10年を振り返ると楽な道のりではありませんでした。さまざまな経験を経てようやく節目を迎えることができたというのが正直な感想です。
この機会に、社内外の出来事を振り返ってみたいと思います。
フィリピンの変化
人口やマクロ経済、体感値など
この10年で、フィリピンの一人当たりGDPは約2割増加し、人口は1500万人程度増えました。
人口は今後10年以内には間違いなく日本を上回るでしょう。
物価は、日本以上に上がっています。自身が買ったり利用したりするものは、体感で2~4割ほど値上がりしました。
給与は上がってはいるものの、体感でそこまでは上がっていない印象です。
フィリピンで日本と同レベルの高いサービスを受けようとすると、円安の影響もあり価格差がほとんどなくなってきた印象です。
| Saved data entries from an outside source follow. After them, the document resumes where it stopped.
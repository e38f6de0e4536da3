// SPDX-License-Identifier: Apache-2.0

use core::ops::RangeBounds;

use crate::value::JsonValue;

/// An index past the end of a [`JsonArray`].
#[derive(Debug, Clone, Copy, PartialEq, Eq)]
pub struct IndexOutOfBounds {
    pub index: usize,
    pub len: usize,
}

impl core::fmt::Display for IndexOutOfBounds {
    fn fmt(&self, f: &mut core::fmt::Formatter<'_>) -> core::fmt::Result {
        write!(f, "index {} out of bounds for length {}", self.index, self.len)
    }
}

impl std::error::Error for IndexOutOfBounds {}

/// A JSON array. Element order is insertion order.
///
/// Like [`JsonObject`](crate::JsonObject), mutation needs `&mut self` and
/// there is no internal locking.
#[derive(Debug, Clone, Default, PartialEq)]
pub struct JsonArray {
    values: Vec<JsonValue>,
}

impl JsonArray {
    pub fn new() -> Self {
        Self::default()
    }

    pub fn with_capacity(capacity: usize) -> Self {
        Self {
            values: Vec::with_capacity(capacity),
        }
    }

    /// Append a value.
    pub fn add(&mut self, value: impl Into<JsonValue>) -> &mut Self {
        self.values.push(value.into());
        self
    }

    pub fn add_null(&mut self) -> &mut Self {
        self.add(JsonValue::Null)
    }

    pub fn add_bool(&mut self, value: bool) -> &mut Self {
        self.add(value)
    }

    pub fn add_i64(&mut self, value: i64) -> &mut Self {
        self.add(value)
    }

    /// Non-finite values are stored as `null`.
    pub fn add_f64(&mut self, value: f64) -> &mut Self {
        self.add(value)
    }

    pub fn add_str(&mut self, value: impl Into<String>) -> &mut Self {
        self.add(JsonValue::Str(value.into()))
    }

    pub fn add_value(&mut self, value: &JsonValue) -> &mut Self {
        self.add(value.get_clone())
    }

    /// Insert at `index`, shifting later elements right. `index == len` appends.
    pub fn insert(&mut self, index: usize, value: impl Into<JsonValue>) -> Result<(), IndexOutOfBounds> {
        if index > self.values.len() {
            return Err(IndexOutOfBounds {
                index,
                len: self.values.len(),
            });
        }
        self.values.insert(index, value.into());
        Ok(())
    }

    /// Replace the element at `index`, returning the old one.
    pub fn set(&mut self, index: usize, value: impl Into<JsonValue>) -> Result<JsonValue, IndexOutOfBounds> {
        let len = self.values.len();
        match self.values.get_mut(index) {
            Some(slot) => Ok(core::mem::replace(slot, value.into())),
            None => Err(IndexOutOfBounds { index, len }),
        }
    }

    /// Remove and return the element at `index`, shifting later elements left.
    pub fn remove(&mut self, index: usize) -> Option<JsonValue> {
        (index < self.values.len()).then(|| self.values.remove(index))
    }

    pub fn get(&self, index: usize) -> Option<&JsonValue> {
        self.values.get(index)
    }

    pub fn get_mut(&mut self, index: usize) -> Option<&mut JsonValue> {
        self.values.get_mut(index)
    }

    pub fn len(&self) -> usize {
        self.values.len()
    }

    pub fn is_empty(&self) -> bool {
        self.values.is_empty()
    }

    pub fn clear(&mut self) {
        self.values.clear();
    }

    pub fn iter(&self) -> core::slice::Iter<'_, JsonValue> {
        self.values.iter()
    }

    pub fn iter_mut(&mut self) -> core::slice::IterMut<'_, JsonValue> {
        self.values.iter_mut()
    }

    pub fn as_slice(&self) -> &[JsonValue] {
        &self.values
    }

    /// An independent deep copy of the elements.
    pub fn values_copy(&self) -> Vec<JsonValue> {
        self.values.clone()
    }

    /// A snapshot of the elements in `range`.
    ///
    /// The result is a separate array: removing or replacing elements of
    /// `self` afterwards does not change it, and changing it does not touch
    /// `self`. Returns `None` if the range is out of bounds or reversed.
    ///
    /// ```
    /// use jsonvalue::JsonArray;
    /// let mut numbers: JsonArray = (1..=10).collect();
    /// let sub = numbers.sub_array(1..5).unwrap();
    /// assert_eq!(sub.to_string(), "[2,3,4,5]");
    /// numbers.remove(1);
    /// assert_eq!(sub.to_string(), "[2,3,4,5]");
    /// ```
    pub fn sub_array(&self, range: impl RangeBounds<usize>) -> Option<JsonArray> {
        let bounds = (range.start_bound().cloned(), range.end_bound().cloned());
        self.values.get(bounds).map(|slice| JsonArray {
            values: slice.to_vec(),
        })
    }

    /// Deep copy. Changes to the copy never show up in `self`.
    pub fn get_clone(&self) -> JsonArray {
        self.clone()
    }

    pub fn into_vec(self) -> Vec<JsonValue> {
        self.values
    }
}

impl From<Vec<JsonValue>> for JsonArray {
    fn from(values: Vec<JsonValue>) -> Self {
        Self { values }
    }
}

impl<V: Into<JsonValue>> FromIterator<V> for JsonArray {
    fn from_iter<I: IntoIterator<Item = V>>(iter: I) -> Self {
        Self {
            values: iter.into_iter().map(Into::into).collect(),
        }
    }
}

impl<V: Into<JsonValue>> Extend<V> for JsonArray {
    fn extend<I: IntoIterator<Item = V>>(&mut self, iter: I) {
        self.values.extend(iter.into_iter().map(Into::into));
    }
}

impl IntoIterator for JsonArray {
    type Item = JsonValue;
    type IntoIter = std::vec::IntoIter<JsonValue>;

    fn into_iter(self) -> Self::IntoIter {
        self.values.into_iter()
    }
}

impl<'a> IntoIterator for &'a JsonArray {
    type Item = &'a JsonValue;
    type IntoIter = core::slice::Iter<'a, JsonValue>;

    fn into_iter(self) -> Self::IntoIter {
        self.values.iter()
    }
}

impl core::fmt::Display for JsonArray {
    fn fmt(&self, f: &mut core::fmt::Formatter<'_>) -> core::fmt::Result {
        f.write_str(&crate::writer::array_to_string(self))
    }
}
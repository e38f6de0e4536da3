// Example demonstrating parse, lookup, edit and write

use jsonvalue::{parse, JsonArray, JsonObject, JsonValue, ParseError};

fn main() -> Result<(), ParseError> {
    let json = r#"{"name": "value", "number": 42, "price": 19.90, "tags": ["a", "b"]}"#;
    println!("Input: {}", json);

    let mut value = parse(json)?;

    if let Some(obj) = value.as_object() {
        for (key, item) in obj {
            match item {
                JsonValue::Number(n) => println!("Key: '{}' -> Number {} ({:?})", key, n, n.kind()),
                other => println!("Key: '{}' -> {} {}", key, other.type_name(), other),
            }
        }
    }

    // Edit in place
    if let Some(tags) = value.get_mut("tags").and_then(JsonValue::as_array_mut) {
        tags.add_str("c");
    }
    if let Some(obj) = value.as_object_mut() {
        obj.remove_key("number");
        obj.add_bool("edited", true);
    }

    // Build a value from scratch
    let mut point = JsonObject::new();
    point.add_i64("x", 3).add_i64("y", -4);
    let mut points = JsonArray::new();
    points.add(point.get_clone()).add(point);

    println!();
    println!("Edited:  {}", value);
    println!("Built:   {}", JsonValue::from(points));
    Ok(())
}
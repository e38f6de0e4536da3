// Example converting Rust collections to JSON values and back

use std::collections::BTreeMap;

use jsonvalue::{from_json, to_json, ConversionPolicy, Converter, ToJson};

fn main() -> Result<(), Box<dyn std::error::Error>> {
    let mut inventory: BTreeMap<&str, Vec<u32>> = BTreeMap::new();
    inventory.insert("apples", vec![3, 5]);
    inventory.insert("pears", vec![]);

    let value = to_json(&inventory);
    println!("To JSON:   {}", value);

    let back: BTreeMap<String, Vec<u32>> = from_json(&value)?;
    println!("Back:      {:?}", back);

    let readings = [20.5, f64::NAN];
    println!("Degraded:  {}", to_json(&readings));
    match readings.to_json_with(&Converter::new(ConversionPolicy::Fail)) {
        Ok(v) => println!("Strict:    {}", v),
        Err(e) => println!("Strict:    {}", e),
    }
    Ok(())
}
質の低いサービスであれば、継続して安いものは安い、という感じです。
インフラ面
一番身近でかつ進歩したと思うのは、光回線インターネットや4G/5Gの普及です。まともな回線を契約すれば、日本と同様の品質の速度が出るようになりました。
10年前はDSL回線が主流で、遅いし不安定でした。出先でスマホを使うと大体3Gで、WEBサイトを見るのも遅くてストレスでした。
移動手段はGrabをはじめさまざまなライドシェアが普及し、各段に便利になりました。
10年前は何もなく、多くの外国人はタクシーかマイカーだったはずです。
また、マニラではそれなりにWork From Home(在宅勤務)が普及してきた影響か、コロナ禍が明けてしばらく経つ今でも、以前ほど渋滞しなくなっています。
国や地域によっては電気、停電の頻度が気になるところですが、マニラではそこまで停電で困るという記憶はなかったです。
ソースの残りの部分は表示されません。